Problems with method 1: Leafy crops such as spring cabbage can warm up substantially during a protracted packing period. Also condensation can be a major problem. Warming-up can be reduced by allowing only a small amount of produce out of cool-store and onto the line at any one time, and by removing pallet loads of produce to the holding stores as fast as possible after packing. On occasions, this means moving half-filled pallets, rather than waiting for full loads to be produced. If considerable re-warming has occurred during the packing operation there are occasions when insufficient time remains to remove this heat after packing.
- Cool " pack " cool & hold
- Pack " cool " then hold
Method 2: When cooling after packing, the problem of re-warming does not arise as long as the product is moved to the holding store immediately after cooling. However, weight loss during cooling has to be allowed for in the weighing and packing operation.

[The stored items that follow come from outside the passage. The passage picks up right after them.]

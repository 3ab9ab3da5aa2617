use std::time::Duration;

#[derive(Debug, Clone)]
pub struct Config {
    pub port: u16,
    pub data_dir: String,
    /// Public base URL embedded in tracking links and the pixel, e.g.
    /// "https://phishsim.example.com". No trailing slash.
    pub public_url: String,
    /// Where a recorded click redirects to. The tracking token is appended
    /// as a `token` query parameter.
    pub landing_url: String,
    pub smtp: SmtpConfig,
    /// Hard cap on one outbound SMTP send; a timed-out send counts as
    /// failed, never as sent.
    pub send_timeout_secs: u64,
    /// Extra attempts per target after the first failure. 0 = no retry.
    pub send_retries: u32,
    pub send_retry_backoff_ms: u64,
    /// Pause between targets within one batch to avoid relay throttling.
    pub send_delay_ms: u64,
    pub duckdb_memory_limit: String,
}

#[derive(Debug, Clone)]
pub struct SmtpConfig {
    pub host: String,
    pub port: u16,
    pub username: Option<String>,
    pub password: Option<String>,
    /// When true the mailer accepts every message without touching the
    /// network. For local runs and tests.
    pub noop: bool,
}

impl Config {
    pub fn from_env() -> Result<Self, String> {
        let public_url = std::env::var("PHISHSIM_PUBLIC_URL")
            .unwrap_or_else(|_| "http://localhost:8080".to_string())
            .trim_end_matches('/')
            .to_string();
        Ok(Self {
            port: std::env::var("PHISHSIM_PORT")
                .unwrap_or_else(|_| "8080".to_string())
                .parse()
                .map_err(|e| format!("invalid port: {e}"))?,
            data_dir: std::env::var("PHISHSIM_DATA_DIR").unwrap_or_else(|_| "./data".to_string()),
            landing_url: std::env::var("PHISHSIM_LANDING_URL")
                .unwrap_or_else(|_| "http://localhost:3000/landing".to_string()),
            smtp: SmtpConfig {
                host: std::env::var("PHISHSIM_SMTP_HOST")
                    .unwrap_or_else(|_| "localhost".to_string()),
                port: std::env::var("PHISHSIM_SMTP_PORT")
                    .ok()
                    .and_then(|v| v.parse().ok())
                    .unwrap_or(587),
                username: std::env::var("PHISHSIM_SMTP_USERNAME").ok(),
                password: std::env::var("PHISHSIM_SMTP_PASSWORD").ok(),
                noop: std::env::var("PHISHSIM_SMTP_NOOP")
                    .map(|v| {
                        let trimmed = v.trim();
                        trimmed.eq_ignore_ascii_case("1")
                            || trimmed.eq_ignore_ascii_case("true")
                            || trimmed.eq_ignore_ascii_case("yes")
                    })
                    .unwrap_or(false),
            },
            send_timeout_secs: std::env::var("PHISHSIM_SEND_TIMEOUT_SECS")
                .ok()
                .and_then(|v| v.parse().ok())
                .unwrap_or(10),
            send_retries: std::env::var("PHISHSIM_SEND_RETRIES")
                .ok()
                .and_then(|v| v.parse().ok())
                .unwrap_or(0),
            send_retry_backoff_ms: std::env::var("PHISHSIM_SEND_RETRY_BACKOFF_MS")
                .ok()
                .and_then(|v| v.parse().ok())
                .unwrap_or(1000),
            send_delay_ms: std::env::var("PHISHSIM_SEND_DELAY_MS")
                .ok()
                .and_then(|v| v.parse().ok())
                .unwrap_or(500),
            duckdb_memory_limit: std::env::var("PHISHSIM_DUCKDB_MEMORY")
                .unwrap_or_else(|_| "1GB".to_string()),
            public_url,
        })
    }

    pub fn send_timeout(&self) -> Duration {
        Duration::from_secs(self.send_timeout_secs)
    }

    pub fn send_retry_backoff(&self) -> Duration {
        Duration::from_millis(self.send_retry_backoff_ms)
    }

    pub fn send_delay(&self) -> Duration {
        Duration::from_millis(self.send_delay_ms)
    }
}
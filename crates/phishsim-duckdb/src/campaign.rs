use anyhow::Result;
use serde::Serialize;

use phishsim_core::campaign::CampaignStatus;

use crate::DuckDbBackend;

/// One row of the `campaigns` table. Timestamps are read back as
/// `CAST(... AS VARCHAR)` strings for serialization to the dashboard.
#[derive(Debug, Clone, Serialize)]
pub struct Campaign {
    pub id: String,
    pub name: String,
    pub email_subject: String,
    pub email_body: String,
    pub from_address: String,
    pub status: String,
    pub created_at: String,
    pub updated_at: String,
}

pub struct CreateCampaignParams {
    pub name: String,
    pub email_subject: String,
    pub email_body: String,
    pub from_address: String,
}

const CAMPAIGN_COLUMNS: &str = "id, name, email_subject, email_body, from_address, status, \
     CAST(created_at AS VARCHAR), CAST(updated_at AS VARCHAR)";

fn row_to_campaign(row: &duckdb::Row<'_>) -> duckdb::Result<Campaign> {
    Ok(Campaign {
        id: row.get(0)?,
        name: row.get(1)?,
        email_subject: row.get(2)?,
        email_body: row.get(3)?,
        from_address: row.get(4)?,
        status: row.get(5)?,
        created_at: row.get(6)?,
        updated_at: row.get(7)?,
    })
}

impl DuckDbBackend {
    /// Insert a campaign in `draft` status and read the row back so the
    /// response carries the DB-assigned timestamps.
    ///
    /// Template validation ({{Link}} presence, non-empty fields) happens
    /// in the HTTP layer before this is called.
    pub async fn create_campaign(&self, params: CreateCampaignParams) -> Result<Campaign> {
        let conn = self.conn.lock().await;
        let id = uuid::Uuid::new_v4().to_string();

        conn.execute(
            "INSERT INTO campaigns (id, name, email_subject, email_body, from_address, status, created_at, updated_at) \
             VALUES (?1, ?2, ?3, ?4, ?5, 'draft', CURRENT_TIMESTAMP, CURRENT_TIMESTAMP)",
            duckdb::params![
                id,
                params.name,
                params.email_subject,
                params.email_body,
                params.from_address
            ],
        )?;

        let mut stmt = conn.prepare(&format!(
            "SELECT {CAMPAIGN_COLUMNS} FROM campaigns WHERE id = ?1"
        ))?;
        let campaign = stmt.query_row(duckdb::params![id], |row| row_to_campaign(row))?;
        Ok(campaign)
    }

    /// All campaigns, newest first — the dashboard list view.
    pub async fn list_campaigns(&self) -> Result<Vec<Campaign>> {
        let conn = self.conn.lock().await;
        let mut stmt = conn.prepare(&format!(
            "SELECT {CAMPAIGN_COLUMNS} FROM campaigns ORDER BY created_at DESC, id"
        ))?;
        let rows = stmt.query_map([], |row| row_to_campaign(row))?;

        let mut campaigns = Vec::new();
        for row in rows {
            campaigns.push(row?);
        }
        Ok(campaigns)
    }

    pub async fn get_campaign(&self, id: &str) -> Result<Option<Campaign>> {
        let conn = self.conn.lock().await;
        let mut stmt = conn.prepare(&format!(
            "SELECT {CAMPAIGN_COLUMNS} FROM campaigns WHERE id = ?1"
        ))?;
        let result = stmt
            .query_row(duckdb::params![id], |row| row_to_campaign(row))
            .ok();
        Ok(result)
    }

    pub async fn campaign_exists(&self, id: &str) -> Result<bool> {
        let conn = self.conn.lock().await;
        let count: i64 = conn
            .prepare("SELECT COUNT(*) FROM campaigns WHERE id = ?1")?
            .query_row(duckdb::params![id], |row| row.get(0))?;
        Ok(count > 0)
    }

    pub async fn set_campaign_status(&self, id: &str, status: CampaignStatus) -> Result<()> {
        let conn = self.conn.lock().await;
        conn.execute(
            "UPDATE campaigns SET status = ?1, updated_at = CURRENT_TIMESTAMP WHERE id = ?2",
            duckdb::params![status.as_str(), id],
        )?;
        Ok(())
    }

    /// Crash recovery, run once at startup: a campaign persisted as
    /// `sending` means the process died mid-batch. Reset to `draft` so the
    /// next send is not rejected as already in flight. Returns the number
    /// of campaigns reset.
    pub async fn reset_interrupted_sends(&self) -> Result<usize> {
        let conn = self.conn.lock().await;
        let reset = conn.execute(
            "UPDATE campaigns SET status = 'draft', updated_at = CURRENT_TIMESTAMP \
             WHERE status = 'sending'",
            [],
        )?;
        Ok(reset)
    }

    /// Delete a campaign and everything it owns.
    ///
    /// No FKs in the schema — cascade manually, children first:
    /// events → targets → campaign. Engagement data lives until this
    /// explicit delete; there is no time-based expiry.
    pub async fn delete_campaign(&self, id: &str) -> Result<bool> {
        let conn = self.conn.lock().await;

        let exists: i64 = conn
            .prepare("SELECT COUNT(*) FROM campaigns WHERE id = ?1")?
            .query_row(duckdb::params![id], |row| row.get(0))?;
        if exists == 0 {
            return Ok(false);
        }

        conn.execute(
            "DELETE FROM events WHERE target_id IN (SELECT id FROM targets WHERE campaign_id = ?1)",
            duckdb::params![id],
        )?;
        conn.execute(
            "DELETE FROM targets WHERE campaign_id = ?1",
            duckdb::params![id],
        )?;
        conn.execute("DELETE FROM campaigns WHERE id = ?1", duckdb::params![id])?;

        Ok(true)
    }
}
use std::collections::HashSet;
use std::sync::{Arc, Mutex as StdMutex};

use phishsim_core::config::Config;
use phishsim_duckdb::DuckDbBackend;

use crate::mailer::Mailer;

/// Shared application state injected into every Axum handler via
/// [`axum::extract::State`].
///
/// All fields are safe to clone cheaply — heavy resources are wrapped in
/// `Arc`.
pub struct AppState {
    /// The DuckDB backend. Internally uses `Arc<tokio::sync::Mutex<Connection>>`
    /// so it is already cheap to clone and async-safe.
    pub db: Arc<DuckDbBackend>,

    /// Parsed configuration, loaded once at startup from environment variables.
    pub config: Arc<Config>,

    /// Outbound transport. Public so tests can swap in a recording or
    /// failing mock before building the router.
    pub mailer: Arc<dyn Mailer>,

    /// Campaign ids with a dispatch batch currently running.
    ///
    /// This is the single-flight registry: at most one send per campaign.
    /// A plain std mutex — critical sections are a set insert/remove — so
    /// the [`SendGuard`] can release in `Drop` on every exit path,
    /// including a panicking batch. Process restart clears it implicitly;
    /// the persisted `sending` status is swept separately at startup.
    in_flight_sends: Arc<StdMutex<HashSet<String>>>,
}

impl AppState {
    pub fn new(db: DuckDbBackend, config: Config, mailer: Arc<dyn Mailer>) -> Self {
        Self {
            db: Arc::new(db),
            config: Arc::new(config),
            mailer,
            in_flight_sends: Arc::new(StdMutex::new(HashSet::new())),
        }
    }

    /// Claim the single-flight slot for `campaign_id`.
    ///
    /// Returns `None` when a batch for the campaign is already running —
    /// the caller answers 409 and never interleaves with the running
    /// batch. The returned guard releases the slot when dropped.
    pub fn try_begin_send(&self, campaign_id: &str) -> Option<SendGuard> {
        let mut in_flight = self
            .in_flight_sends
            .lock()
            .unwrap_or_else(|poisoned| poisoned.into_inner());
        if !in_flight.insert(campaign_id.to_string()) {
            return None;
        }
        Some(SendGuard {
            registry: Arc::clone(&self.in_flight_sends),
            campaign_id: campaign_id.to_string(),
        })
    }
}

/// RAII release for the per-campaign send slot.
pub struct SendGuard {
    registry: Arc<StdMutex<HashSet<String>>>,
    campaign_id: String,
}

impl Drop for SendGuard {
    fn drop(&mut self) {
        let mut in_flight = self
            .registry
            .lock()
            .unwrap_or_else(|poisoned| poisoned.into_inner());
        in_flight.remove(&self.campaign_id);
    }
}

#[cfg(test)]
mod tests {
    use std::sync::Arc;

    use phishsim_core::config::{Config, SmtpConfig};
    use phishsim_duckdb::DuckDbBackend;

    use crate::mailer::NoopMailer;

    use super::*;

    fn test_state() -> AppState {
        let db = DuckDbBackend::open_in_memory().expect("in-memory DuckDB");
        let config = Config {
            port: 0,
            data_dir: "/tmp/phishsim-test".to_string(),
            public_url: "http://localhost:8080".to_string(),
            landing_url: "http://localhost:3000/landing".to_string(),
            smtp: SmtpConfig {
                host: "localhost".to_string(),
                port: 587,
                username: None,
                password: None,
                noop: true,
            },
            send_timeout_secs: 2,
            send_retries: 0,
            send_retry_backoff_ms: 0,
            send_delay_ms: 0,
            duckdb_memory_limit: "1GB".to_string(),
        };
        AppState::new(db, config, Arc::new(NoopMailer))
    }

    #[test]
    fn second_claim_for_same_campaign_is_rejected_until_guard_drops() {
        let state = test_state();

        let guard = state.try_begin_send("c1");
        assert!(guard.is_some());
        assert!(state.try_begin_send("c1").is_none());
        // A different campaign is unaffected.
        assert!(state.try_begin_send("c2").is_some());

        drop(guard);
        assert!(state.try_begin_send("c1").is_some());
    }
}
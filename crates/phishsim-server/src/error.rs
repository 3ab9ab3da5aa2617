use axum::{
    http::StatusCode,
    response::{IntoResponse, Response},
    Json,
};
use serde_json::json;
use thiserror::Error;

/// Application-level errors that map directly to HTTP responses.
///
/// Every variant implements [`IntoResponse`] so Axum handlers can use
/// `Result<impl IntoResponse, AppError>` as their return type.
///
/// Tracking-endpoint handlers never return these for unknown tokens —
/// they answer success-shaped no matter what, so a scanner cannot probe
/// which tokens exist.
#[derive(Debug, Error)]
pub enum AppError {
    #[error("not found: {0}")]
    NotFound(String),

    #[error("bad request: {0}")]
    BadRequest(String),

    /// A second send was requested for a campaign whose batch is still in
    /// flight. The caller may retry once the running batch finishes.
    #[error("send already in progress")]
    SendInProgress,

    #[error("internal error: {0}")]
    Internal(#[from] anyhow::Error),
}

impl IntoResponse for AppError {
    fn into_response(self) -> Response {
        let (status, code, message) = match &self {
            AppError::NotFound(msg) => (StatusCode::NOT_FOUND, "not_found", msg.as_str()),
            AppError::BadRequest(msg) => {
                (StatusCode::BAD_REQUEST, "validation_error", msg.as_str())
            }
            AppError::SendInProgress => (
                StatusCode::CONFLICT,
                "send_in_progress",
                "A send for this campaign is already running",
            ),
            AppError::Internal(e) => {
                tracing::error!("Internal error: {e}");
                (
                    StatusCode::INTERNAL_SERVER_ERROR,
                    "internal_error",
                    "Internal server error",
                )
            }
        };

        (
            status,
            Json(json!({
                "error": {
                    "code": code,
                    "message": message,
                    "field": null
                }
            })),
        )
            .into_response()
    }
}
use std::sync::Arc;

use axum::{
    extract::DefaultBodyLimit,
    routing::{get, post},
    Router,
};
use tower_http::{
    cors::{Any, CorsLayer},
    trace::TraceLayer,
};

use crate::{routes, state::AppState};

/// CSV uploads are capped at 10 MiB — far above any plausible target list,
/// low enough that a hostile upload can't balloon memory.
const MAX_UPLOAD_BYTES: usize = 10 * 1024 * 1024;

/// Construct the Axum [`Router`] with all routes and middleware attached.
///
/// Two route families share one router:
/// - `/api/*` — the dashboard surface (authentication is terminated by the
///   reverse proxy in front of us; it is not this engine's concern).
/// - `/open`, `/t`, `/submit` — the public tracking surface, reachable by
///   anyone holding a token. These must stay cheap: one short DB write per
///   hit.
///
/// Middleware, outer-to-inner: `TraceLayer` for structured request
/// logging, permissive CORS (the dashboard runs on a different origin and
/// the tracking surface is public anyway).
pub fn build_app(state: Arc<AppState>) -> Router {
    Router::new()
        .route("/health", get(routes::health::health))
        .route(
            "/api/campaigns",
            get(routes::campaigns::list_campaigns).post(routes::campaigns::create_campaign),
        )
        .route(
            "/api/campaigns/{id}",
            get(routes::campaigns::get_campaign).delete(routes::campaigns::delete_campaign),
        )
        .route(
            "/api/campaigns/{id}/upload-targets",
            post(routes::upload::upload_targets),
        )
        .route("/api/campaigns/{id}/send", post(routes::send::send_campaign))
        .route("/api/campaigns/{id}/stats", get(routes::stats::campaign_stats))
        .route(
            "/api/campaigns/{id}/export",
            get(routes::export::export_results),
        )
        .route("/api/stats", get(routes::stats::overall_stats))
        .route("/open/{token}", get(routes::tracking::track_open))
        .route("/t/{token}", get(routes::tracking::track_click))
        .route("/submit/{token}", post(routes::tracking::track_submit))
        .layer(DefaultBodyLimit::max(MAX_UPLOAD_BYTES))
        .layer(TraceLayer::new_for_http())
        .layer(
            CorsLayer::new()
                .allow_origin(Any)
                .allow_methods(Any)
                .allow_headers(Any),
        )
        .with_state(state)
}
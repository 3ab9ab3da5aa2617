use std::collections::HashSet;

use anyhow::Result;
use serde::Serialize;

use phishsim_core::{
    campaign::{ImportOutcome, ImportRow},
    email::is_valid_email,
    token::new_token,
};

use crate::DuckDbBackend;

/// One row of the `targets` table.
#[derive(Debug, Clone, Serialize)]
pub struct Target {
    pub id: String,
    pub campaign_id: String,
    pub email: String,
    pub name: String,
    pub department: String,
    pub role: String,
    pub token: String,
    pub sent: bool,
    pub sent_at: Option<String>,
    pub created_at: String,
}

const TARGET_COLUMNS: &str = "id, campaign_id, email, name, department, role, token, sent, \
     CAST(sent_at AS VARCHAR), CAST(created_at AS VARCHAR)";

fn row_to_target(row: &duckdb::Row<'_>) -> duckdb::Result<Target> {
    Ok(Target {
        id: row.get(0)?,
        campaign_id: row.get(1)?,
        email: row.get(2)?,
        name: row.get(3)?,
        department: row.get(4)?,
        role: row.get(5)?,
        token: row.get(6)?,
        sent: row.get(7)?,
        sent_at: row.get(8)?,
        created_at: row.get(9)?,
    })
}

impl DuckDbBackend {
    /// Import parsed CSV rows into a campaign's target list.
    ///
    /// Row handling is strictly per-row: a rejected row is reported with
    /// its line number and the batch continues. Rejections:
    /// - syntactically invalid email;
    /// - duplicate of an already-imported target (case-insensitive), or of
    ///   an earlier row in the same file.
    ///
    /// Every created target gets a fresh tracking token. Inserts are
    /// individual statements, not one batch transaction — a storage
    /// failure on row N leaves rows 1..N-1 committed.
    pub async fn import_targets(
        &self,
        campaign_id: &str,
        rows: &[ImportRow],
    ) -> Result<ImportOutcome> {
        let conn = self.conn.lock().await;

        // Seed the dedupe set with emails already imported for this campaign.
        let mut seen: HashSet<String> = HashSet::new();
        {
            let mut stmt =
                conn.prepare("SELECT LOWER(email) FROM targets WHERE campaign_id = ?1")?;
            let existing = stmt.query_map(duckdb::params![campaign_id], |row| {
                row.get::<_, String>(0)
            })?;
            for email in existing {
                seen.insert(email?);
            }
        }

        let mut imported = 0usize;
        let mut errors = Vec::new();

        for row in rows {
            let email = row.email.trim();
            if !is_valid_email(email) {
                errors.push(format!("row {}: invalid email address", row.row));
                continue;
            }
            let key = email.to_lowercase();
            if !seen.insert(key) {
                errors.push(format!("row {}: duplicate email {}", row.row, email));
                continue;
            }

            let id = uuid::Uuid::new_v4().to_string();
            let token = new_token();
            conn.execute(
                "INSERT INTO targets (id, campaign_id, email, name, department, role, token, sent, created_at) \
                 VALUES (?1, ?2, ?3, ?4, ?5, ?6, ?7, false, CURRENT_TIMESTAMP)",
                duckdb::params![
                    id,
                    campaign_id,
                    email,
                    row.name.trim(),
                    row.department.trim(),
                    row.role.trim(),
                    token
                ],
            )?;
            imported += 1;
        }

        Ok(ImportOutcome { imported, errors })
    }

    /// All targets of a campaign in import order.
    pub async fn list_targets(&self, campaign_id: &str) -> Result<Vec<Target>> {
        let conn = self.conn.lock().await;
        let mut stmt = conn.prepare(&format!(
            "SELECT {TARGET_COLUMNS} FROM targets WHERE campaign_id = ?1 ORDER BY created_at, id"
        ))?;
        let rows = stmt.query_map(duckdb::params![campaign_id], |row| row_to_target(row))?;

        let mut targets = Vec::new();
        for row in rows {
            targets.push(row?);
        }
        Ok(targets)
    }

    /// Flip a target to sent.
    ///
    /// The `AND NOT sent` guard makes the transition one-way and
    /// once-only: a target that already has a `sent_at` keeps its original
    /// timestamp no matter how often this is called. Returns whether the
    /// row actually transitioned.
    pub async fn mark_target_sent(&self, target_id: &str) -> Result<bool> {
        let conn = self.conn.lock().await;
        let updated = conn.execute(
            "UPDATE targets SET sent = true, sent_at = CURRENT_TIMESTAMP \
             WHERE id = ?1 AND NOT sent",
            duckdb::params![target_id],
        )?;
        Ok(updated > 0)
    }
}
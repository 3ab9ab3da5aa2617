use std::time::Duration;

use async_trait::async_trait;
use lettre::{
    message::{header::ContentType, Mailbox},
    transport::smtp::authentication::Credentials,
    AsyncSmtpTransport, AsyncTransport, Message, Tokio1Executor,
};
use tracing::info;

use phishsim_core::config::SmtpConfig;

/// Outbound email transport.
///
/// The error string is a per-target transport failure, recorded in the
/// dispatch outcome — it never aborts the batch. Implementations must not
/// block past the dispatcher's send timeout (the dispatcher wraps every
/// call in one anyway).
#[async_trait]
pub trait Mailer: Send + Sync {
    async fn send(
        &self,
        from: &str,
        to: &str,
        subject: &str,
        html_body: &str,
    ) -> Result<(), String>;
}

/// Real SMTP transport via lettre.
pub struct SmtpMailer {
    transport: AsyncSmtpTransport<Tokio1Executor>,
}

impl SmtpMailer {
    pub fn from_config(smtp: &SmtpConfig, timeout: Duration) -> Self {
        let mut builder = AsyncSmtpTransport::<Tokio1Executor>::builder_dangerous(smtp.host.clone())
            .port(smtp.port)
            .timeout(Some(timeout));
        if let (Some(user), Some(pass)) = (&smtp.username, &smtp.password) {
            builder = builder.credentials(Credentials::new(user.clone(), pass.clone()));
        }
        Self {
            transport: builder.build(),
        }
    }
}

#[async_trait]
impl Mailer for SmtpMailer {
    async fn send(
        &self,
        from: &str,
        to: &str,
        subject: &str,
        html_body: &str,
    ) -> Result<(), String> {
        let from: Mailbox = from
            .parse()
            .map_err(|_| format!("invalid from address: {from}"))?;
        let to: Mailbox = to
            .parse()
            .map_err(|_| format!("invalid recipient address: {to}"))?;
        let email = Message::builder()
            .from(from)
            .to(to)
            .subject(subject)
            .header(ContentType::TEXT_HTML)
            .body(html_body.to_string())
            .map_err(|e| format!("smtp message build failed: {e}"))?;

        self.transport
            .send(email)
            .await
            .map_err(|e| format!("smtp send failed: {e}"))?;
        Ok(())
    }
}

/// Accepts every message without touching the network.
///
/// Selected when `PHISHSIM_SMTP_NOOP` is set — local runs and CI, where a
/// real relay is unavailable and delivery is not what's under test.
pub struct NoopMailer;

#[async_trait]
impl Mailer for NoopMailer {
    async fn send(
        &self,
        _from: &str,
        to: &str,
        _subject: &str,
        _html_body: &str,
    ) -> Result<(), String> {
        info!(
            to = %to,
            "SMTP noop transport enabled; marking send as accepted without network dispatch"
        );
        Ok(())
    }
}
/// DuckDB initialization SQL.
///
/// Executed once at database open time via `Connection::execute_batch`.
/// All statements use `IF NOT EXISTS` so they are safe to re-run on every
/// startup (idempotent).
///
/// `memory_limit` is a DuckDB size string such as `"1GB"` or `"512MB"`,
/// read from `Config.duckdb_memory_limit` (env `PHISHSIM_DUCKDB_MEMORY`).
/// An explicit limit is always set — the DuckDB default (80% of system
/// RAM) is not acceptable for a server process. `SET threads = 2` bounds
/// the background thread pool for single-writer embedded use.
///
/// No FOREIGN KEY constraints: DuckDB enforces FKs immediately at
/// statement time, which conflicts with the manual cascade-delete order
/// used by `delete_campaign` (events → targets → campaign). Referential
/// integrity is maintained in the store methods instead.
pub fn init_sql(memory_limit: &str) -> String {
    format!(
        r#"SET memory_limit = '{memory_limit}';
SET threads = 2;

-- ===========================================
-- CAMPAIGNS
-- ===========================================
CREATE TABLE IF NOT EXISTS campaigns (
    id              VARCHAR PRIMARY KEY,           -- UUID v4
    name            VARCHAR NOT NULL,
    email_subject   VARCHAR NOT NULL,
    email_body      VARCHAR NOT NULL,              -- HTML template with {{{{Name}}}}/{{{{Link}}}}/... placeholders
    from_address    VARCHAR NOT NULL,
    status          VARCHAR NOT NULL DEFAULT 'draft',  -- 'draft' | 'sending' | 'sent'
    created_at      TIMESTAMP NOT NULL DEFAULT CURRENT_TIMESTAMP,
    updated_at      TIMESTAMP NOT NULL DEFAULT CURRENT_TIMESTAMP
);

-- ===========================================
-- TARGETS (one row per recipient per campaign)
-- ===========================================
CREATE TABLE IF NOT EXISTS targets (
    id              VARCHAR PRIMARY KEY,           -- UUID v4
    campaign_id     VARCHAR NOT NULL,
    email           VARCHAR NOT NULL,              -- unique per campaign, case-insensitive (enforced on import)
    name            VARCHAR NOT NULL DEFAULT '',
    department      VARCHAR NOT NULL DEFAULT '',
    role            VARCHAR NOT NULL DEFAULT '',
    token           VARCHAR NOT NULL UNIQUE,       -- 64 hex chars, minted at import, immutable
    sent            BOOLEAN NOT NULL DEFAULT false,
    sent_at         TIMESTAMP,                     -- NULL until first successful transport accept
    created_at      TIMESTAMP NOT NULL DEFAULT CURRENT_TIMESTAMP
);
CREATE INDEX IF NOT EXISTS idx_targets_campaign
    ON targets(campaign_id, created_at);
-- Import-time duplicate check: campaign + lowercased email
CREATE INDEX IF NOT EXISTS idx_targets_campaign_email
    ON targets(campaign_id, email);
-- Tracking-endpoint token resolution (hot path)
CREATE INDEX IF NOT EXISTS idx_targets_token
    ON targets(token);

-- ===========================================
-- EVENTS (append-only engagement log)
-- ===========================================
CREATE TABLE IF NOT EXISTS events (
    id              VARCHAR PRIMARY KEY,           -- UUID v4
    target_id       VARCHAR NOT NULL,
    event_type      VARCHAR NOT NULL,              -- 'open' | 'click' | 'submit'
    meta            VARCHAR,                       -- JSON string: ip, user_agent, referer, sanitized form fields
    created_at      TIMESTAMP NOT NULL
);
-- Stats aggregation: distinct targets per event type
CREATE INDEX IF NOT EXISTS idx_events_target_type
    ON events(target_id, event_type);
-- Per-target timelines (campaign detail, export first-seen columns)
CREATE INDEX IF NOT EXISTS idx_events_target_time
    ON events(target_id, created_at);
"#
    )
}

Packing produce in the field: Field -packing, particularly of lettuce, is perfectly satisfactory provided the crop can be cooled immediately on arrival at the packhouse. In the case of lettuce this can be done quickly by vacuum cooling. However, not all crops can be vacuum cooled and where conventional coolers are used the design of containers affects the rate of cooling.
It is much easier to remove heat from produce in open sided plastic wooden crates or in trays with stacking corner posts, than in solid sided cardboard cartons. Although film packaging and overwrapping may reduce weight loss it also hampers cooling.
The Cool Chain
Many of the multiple stores operate the 'cool chain'. To be successful this requires close attention to detail and maintenance of cool temperatures right the way through to retail display. Several of the 'multiples' run depots at a temperature of 7°C. Produce below 2°C and above 10°C may be rejected. In the majority of cases packers attempt to cool produce down to around 3°C so that any re-warming that may occur during transfer to and from stores can be accommodated within the 7 - 10°C range. If dealing entirely with wholesale outlets it is generally preferable to cool from field temperatures to around 10°C rather than cool to 3°C and allow it to re-warm in the markets.